• Records supplied
= = = = =

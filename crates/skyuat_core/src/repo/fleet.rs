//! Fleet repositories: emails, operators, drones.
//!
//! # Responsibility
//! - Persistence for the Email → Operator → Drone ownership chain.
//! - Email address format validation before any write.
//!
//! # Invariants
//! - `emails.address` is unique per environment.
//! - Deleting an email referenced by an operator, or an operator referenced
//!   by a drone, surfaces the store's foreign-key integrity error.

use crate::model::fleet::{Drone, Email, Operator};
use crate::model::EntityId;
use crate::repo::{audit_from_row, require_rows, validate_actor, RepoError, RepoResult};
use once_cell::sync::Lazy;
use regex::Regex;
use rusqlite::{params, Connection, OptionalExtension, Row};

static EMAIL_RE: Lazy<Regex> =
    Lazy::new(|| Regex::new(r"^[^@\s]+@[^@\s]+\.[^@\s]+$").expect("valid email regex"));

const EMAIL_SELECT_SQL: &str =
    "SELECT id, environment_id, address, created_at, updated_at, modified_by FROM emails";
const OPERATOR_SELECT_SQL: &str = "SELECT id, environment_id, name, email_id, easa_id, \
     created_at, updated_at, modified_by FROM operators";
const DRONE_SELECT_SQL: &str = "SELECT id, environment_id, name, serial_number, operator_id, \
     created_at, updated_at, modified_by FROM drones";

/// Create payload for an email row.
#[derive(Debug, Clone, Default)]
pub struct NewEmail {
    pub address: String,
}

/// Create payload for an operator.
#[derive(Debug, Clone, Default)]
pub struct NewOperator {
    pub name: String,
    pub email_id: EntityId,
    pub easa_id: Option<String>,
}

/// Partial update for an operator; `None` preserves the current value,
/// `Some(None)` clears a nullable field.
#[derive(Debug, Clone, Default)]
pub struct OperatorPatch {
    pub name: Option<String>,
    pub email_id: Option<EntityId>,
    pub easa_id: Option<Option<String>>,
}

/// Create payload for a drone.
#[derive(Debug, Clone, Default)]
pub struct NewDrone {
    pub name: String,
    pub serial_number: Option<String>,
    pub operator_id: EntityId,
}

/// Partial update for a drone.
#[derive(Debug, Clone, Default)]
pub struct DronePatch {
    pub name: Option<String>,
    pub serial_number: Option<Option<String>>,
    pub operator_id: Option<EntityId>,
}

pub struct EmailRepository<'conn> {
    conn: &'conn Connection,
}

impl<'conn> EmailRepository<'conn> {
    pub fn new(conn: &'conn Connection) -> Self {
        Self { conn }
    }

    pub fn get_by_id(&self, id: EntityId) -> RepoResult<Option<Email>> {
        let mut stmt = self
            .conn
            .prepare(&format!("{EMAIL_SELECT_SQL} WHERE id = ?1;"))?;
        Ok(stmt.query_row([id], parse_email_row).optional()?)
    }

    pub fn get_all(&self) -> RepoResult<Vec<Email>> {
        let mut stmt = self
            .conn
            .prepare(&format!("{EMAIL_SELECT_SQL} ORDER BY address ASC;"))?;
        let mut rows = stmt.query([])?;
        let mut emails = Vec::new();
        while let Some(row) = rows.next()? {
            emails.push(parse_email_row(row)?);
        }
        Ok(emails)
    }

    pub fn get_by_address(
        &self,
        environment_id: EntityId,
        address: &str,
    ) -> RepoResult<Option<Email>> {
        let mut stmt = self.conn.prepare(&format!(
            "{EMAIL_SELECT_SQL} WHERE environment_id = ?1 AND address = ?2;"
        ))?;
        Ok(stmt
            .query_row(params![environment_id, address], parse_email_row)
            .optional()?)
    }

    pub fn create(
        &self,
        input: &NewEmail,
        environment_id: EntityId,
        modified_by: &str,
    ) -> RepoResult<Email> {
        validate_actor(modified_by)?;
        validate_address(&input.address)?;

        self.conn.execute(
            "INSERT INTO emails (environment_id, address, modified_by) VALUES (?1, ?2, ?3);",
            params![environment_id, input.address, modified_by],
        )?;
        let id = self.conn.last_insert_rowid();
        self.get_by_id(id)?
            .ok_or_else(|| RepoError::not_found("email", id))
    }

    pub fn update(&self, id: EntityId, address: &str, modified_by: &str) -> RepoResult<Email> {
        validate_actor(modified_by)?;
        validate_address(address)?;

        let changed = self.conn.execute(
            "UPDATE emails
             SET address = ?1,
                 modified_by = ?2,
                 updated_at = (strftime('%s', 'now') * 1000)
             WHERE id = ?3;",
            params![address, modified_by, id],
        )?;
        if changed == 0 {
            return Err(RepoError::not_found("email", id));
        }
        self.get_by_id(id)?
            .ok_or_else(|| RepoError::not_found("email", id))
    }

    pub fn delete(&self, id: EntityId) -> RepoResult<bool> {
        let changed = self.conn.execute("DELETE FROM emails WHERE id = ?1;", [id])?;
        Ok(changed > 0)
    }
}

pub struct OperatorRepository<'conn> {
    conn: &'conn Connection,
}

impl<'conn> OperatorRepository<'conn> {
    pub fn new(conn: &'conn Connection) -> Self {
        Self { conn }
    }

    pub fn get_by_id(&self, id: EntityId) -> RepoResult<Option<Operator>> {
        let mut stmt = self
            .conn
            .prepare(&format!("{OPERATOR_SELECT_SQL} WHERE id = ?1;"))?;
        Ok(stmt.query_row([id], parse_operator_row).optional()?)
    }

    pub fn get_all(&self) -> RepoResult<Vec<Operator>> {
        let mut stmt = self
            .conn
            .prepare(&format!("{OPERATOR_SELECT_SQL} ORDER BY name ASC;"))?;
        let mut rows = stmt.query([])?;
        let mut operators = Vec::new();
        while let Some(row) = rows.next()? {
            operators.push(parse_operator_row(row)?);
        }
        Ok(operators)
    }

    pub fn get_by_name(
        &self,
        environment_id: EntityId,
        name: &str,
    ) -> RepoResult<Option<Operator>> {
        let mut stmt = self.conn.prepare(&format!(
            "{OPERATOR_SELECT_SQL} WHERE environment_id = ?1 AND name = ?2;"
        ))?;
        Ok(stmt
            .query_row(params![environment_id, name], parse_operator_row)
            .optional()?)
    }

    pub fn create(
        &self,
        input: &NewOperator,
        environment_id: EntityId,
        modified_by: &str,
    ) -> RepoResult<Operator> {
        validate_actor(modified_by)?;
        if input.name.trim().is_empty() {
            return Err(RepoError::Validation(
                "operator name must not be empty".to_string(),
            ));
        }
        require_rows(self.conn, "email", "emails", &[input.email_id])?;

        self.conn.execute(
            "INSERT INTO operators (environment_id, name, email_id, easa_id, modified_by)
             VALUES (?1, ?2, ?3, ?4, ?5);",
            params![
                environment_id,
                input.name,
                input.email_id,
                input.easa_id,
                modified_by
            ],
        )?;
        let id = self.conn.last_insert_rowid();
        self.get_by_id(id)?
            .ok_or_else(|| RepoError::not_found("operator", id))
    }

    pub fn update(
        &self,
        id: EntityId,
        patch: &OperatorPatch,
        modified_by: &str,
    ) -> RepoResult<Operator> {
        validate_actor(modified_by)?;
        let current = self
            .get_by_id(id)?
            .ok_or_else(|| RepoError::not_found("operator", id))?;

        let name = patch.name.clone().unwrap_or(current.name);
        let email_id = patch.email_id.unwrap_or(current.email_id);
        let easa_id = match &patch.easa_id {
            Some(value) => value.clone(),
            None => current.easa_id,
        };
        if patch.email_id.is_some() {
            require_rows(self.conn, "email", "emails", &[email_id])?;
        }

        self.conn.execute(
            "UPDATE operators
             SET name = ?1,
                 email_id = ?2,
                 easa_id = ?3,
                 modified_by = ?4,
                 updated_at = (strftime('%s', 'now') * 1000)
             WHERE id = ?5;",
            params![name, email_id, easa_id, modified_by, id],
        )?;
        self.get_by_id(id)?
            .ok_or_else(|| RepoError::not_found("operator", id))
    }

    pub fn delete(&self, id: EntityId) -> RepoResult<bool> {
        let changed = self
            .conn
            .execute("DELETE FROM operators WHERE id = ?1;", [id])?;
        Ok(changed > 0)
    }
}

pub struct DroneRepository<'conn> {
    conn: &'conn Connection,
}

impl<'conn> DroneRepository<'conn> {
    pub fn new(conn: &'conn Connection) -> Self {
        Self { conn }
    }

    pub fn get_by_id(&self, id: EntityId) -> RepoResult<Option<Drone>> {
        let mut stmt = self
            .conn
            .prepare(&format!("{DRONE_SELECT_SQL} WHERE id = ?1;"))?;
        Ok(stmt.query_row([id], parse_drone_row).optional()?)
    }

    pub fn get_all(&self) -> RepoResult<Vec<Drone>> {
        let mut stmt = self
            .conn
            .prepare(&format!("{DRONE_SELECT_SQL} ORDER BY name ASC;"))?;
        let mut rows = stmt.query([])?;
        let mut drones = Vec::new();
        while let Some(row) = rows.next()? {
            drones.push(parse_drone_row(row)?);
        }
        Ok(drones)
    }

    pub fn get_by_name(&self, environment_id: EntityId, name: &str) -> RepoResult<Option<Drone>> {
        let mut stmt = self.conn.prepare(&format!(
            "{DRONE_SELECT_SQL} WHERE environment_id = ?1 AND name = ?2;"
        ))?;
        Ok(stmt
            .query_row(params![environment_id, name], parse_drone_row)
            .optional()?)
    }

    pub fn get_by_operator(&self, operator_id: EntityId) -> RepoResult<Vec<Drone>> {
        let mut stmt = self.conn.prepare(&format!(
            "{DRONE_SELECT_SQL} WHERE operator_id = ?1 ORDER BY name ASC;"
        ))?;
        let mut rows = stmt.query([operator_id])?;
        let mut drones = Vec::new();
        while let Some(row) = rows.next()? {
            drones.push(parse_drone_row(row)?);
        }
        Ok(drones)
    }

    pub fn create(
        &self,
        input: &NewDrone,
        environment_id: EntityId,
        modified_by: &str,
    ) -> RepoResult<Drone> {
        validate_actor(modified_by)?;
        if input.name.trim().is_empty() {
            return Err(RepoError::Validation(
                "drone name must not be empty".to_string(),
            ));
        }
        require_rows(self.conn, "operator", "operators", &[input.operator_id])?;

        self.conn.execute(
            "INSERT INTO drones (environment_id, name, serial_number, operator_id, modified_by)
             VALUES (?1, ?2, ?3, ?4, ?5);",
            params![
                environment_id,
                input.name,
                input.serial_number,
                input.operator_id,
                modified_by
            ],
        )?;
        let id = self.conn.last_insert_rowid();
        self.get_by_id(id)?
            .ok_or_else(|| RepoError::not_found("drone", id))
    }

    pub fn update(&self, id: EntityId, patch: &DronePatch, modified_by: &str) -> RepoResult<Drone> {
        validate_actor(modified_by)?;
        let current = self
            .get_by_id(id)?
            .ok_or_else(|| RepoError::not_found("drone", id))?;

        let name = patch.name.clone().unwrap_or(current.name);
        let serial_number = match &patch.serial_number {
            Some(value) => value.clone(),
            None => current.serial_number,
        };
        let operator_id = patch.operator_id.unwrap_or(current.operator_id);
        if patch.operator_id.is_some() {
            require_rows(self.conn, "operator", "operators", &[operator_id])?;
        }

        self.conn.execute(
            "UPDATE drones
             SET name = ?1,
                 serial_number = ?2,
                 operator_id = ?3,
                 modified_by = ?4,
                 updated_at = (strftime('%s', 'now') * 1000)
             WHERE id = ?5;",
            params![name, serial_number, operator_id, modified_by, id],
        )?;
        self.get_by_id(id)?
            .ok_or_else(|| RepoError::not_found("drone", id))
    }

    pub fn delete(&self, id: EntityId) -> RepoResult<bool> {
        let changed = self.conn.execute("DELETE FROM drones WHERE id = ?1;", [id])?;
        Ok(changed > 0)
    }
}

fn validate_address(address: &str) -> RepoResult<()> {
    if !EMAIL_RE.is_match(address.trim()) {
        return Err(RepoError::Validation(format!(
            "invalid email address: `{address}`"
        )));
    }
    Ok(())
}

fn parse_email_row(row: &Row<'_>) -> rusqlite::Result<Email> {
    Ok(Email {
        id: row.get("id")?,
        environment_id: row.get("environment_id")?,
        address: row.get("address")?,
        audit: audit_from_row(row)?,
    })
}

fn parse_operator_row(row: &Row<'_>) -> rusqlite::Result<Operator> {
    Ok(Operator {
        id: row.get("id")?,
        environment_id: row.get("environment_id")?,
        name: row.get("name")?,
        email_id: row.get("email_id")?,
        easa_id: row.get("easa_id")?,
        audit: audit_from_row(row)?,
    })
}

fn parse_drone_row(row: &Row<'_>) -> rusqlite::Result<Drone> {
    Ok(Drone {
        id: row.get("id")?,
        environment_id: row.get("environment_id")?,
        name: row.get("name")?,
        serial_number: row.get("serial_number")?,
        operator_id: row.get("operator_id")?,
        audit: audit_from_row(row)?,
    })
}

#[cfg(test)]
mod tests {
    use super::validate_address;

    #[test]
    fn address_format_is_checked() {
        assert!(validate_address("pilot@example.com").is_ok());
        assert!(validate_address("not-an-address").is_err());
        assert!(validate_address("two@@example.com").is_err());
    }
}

= = = = =

• Requirement
What do the lines of the material read, from the first through the line with "update for a drone."? Transcribe them exactly and stop there.

• Answer to this problem
filename crates/skyuat_core/src/repo/fleet.rs
//! Fleet repositories: emails, operators, drones.
//!
//! # Responsibility
//! - Persistence for the Email → Operator → Drone ownership chain.
//! - Email address format validation before any write.
//!
//! # Invariants
//! - `emails.address` is unique per environment.
//! - Deleting an email referenced by an operator, or an operator referenced
//!   by a drone, surfaces the store's foreign-key integrity error.

use crate::model::fleet::{Drone, Email, Operator};
use crate::model::EntityId;
use crate::repo::{audit_from_row, require_rows, validate_actor, RepoError, RepoResult};
use once_cell::sync::Lazy;
use regex::Regex;
use rusqlite::{params, Connection, OptionalExtension, Row};

static EMAIL_RE: Lazy<Regex> =
    Lazy::new(|| Regex::new(r"^[^@\s]+@[^@\s]+\.[^@\s]+$").expect("valid email regex"));

const EMAIL_SELECT_SQL: &str =
    "SELECT id, environment_id, address, created_at, updated_at, modified_by FROM emails";
const OPERATOR_SELECT_SQL: &str = "SELECT id, environment_id, name, email_id, easa_id, \
     created_at, updated_at, modified_by FROM operators";
const DRONE_SELECT_SQL: &str = "SELECT id, environment_id, name, serial_number, operator_id, \
     created_at, updated_at, modified_by FROM drones";

/// Create payload for an email row.
#[derive(Debug, Clone, Default)]
pub struct NewEmail {
    pub address: String,
}

/// Create payload for an operator.
#[derive(Debug, Clone, Default)]
pub struct NewOperator {
    pub name: String,
    pub email_id: EntityId,
    pub easa_id: Option<String>,
}

/// Partial update for an operator; `None` preserves the current value,
/// `Some(None)` clears a nullable field.
#[derive(Debug, Clone, Default)]
pub struct OperatorPatch {
    pub name: Option<String>,
    pub email_id: Option<EntityId>,
    pub easa_id: Option<Option<String>>,
}

/// Create payload for a drone.
#[derive(Debug, Clone, Default)]
pub struct NewDrone {
    pub name: String,
    pub serial_number: Option<String>,
    pub operator_id: EntityId,
}

/// Partial update for a drone.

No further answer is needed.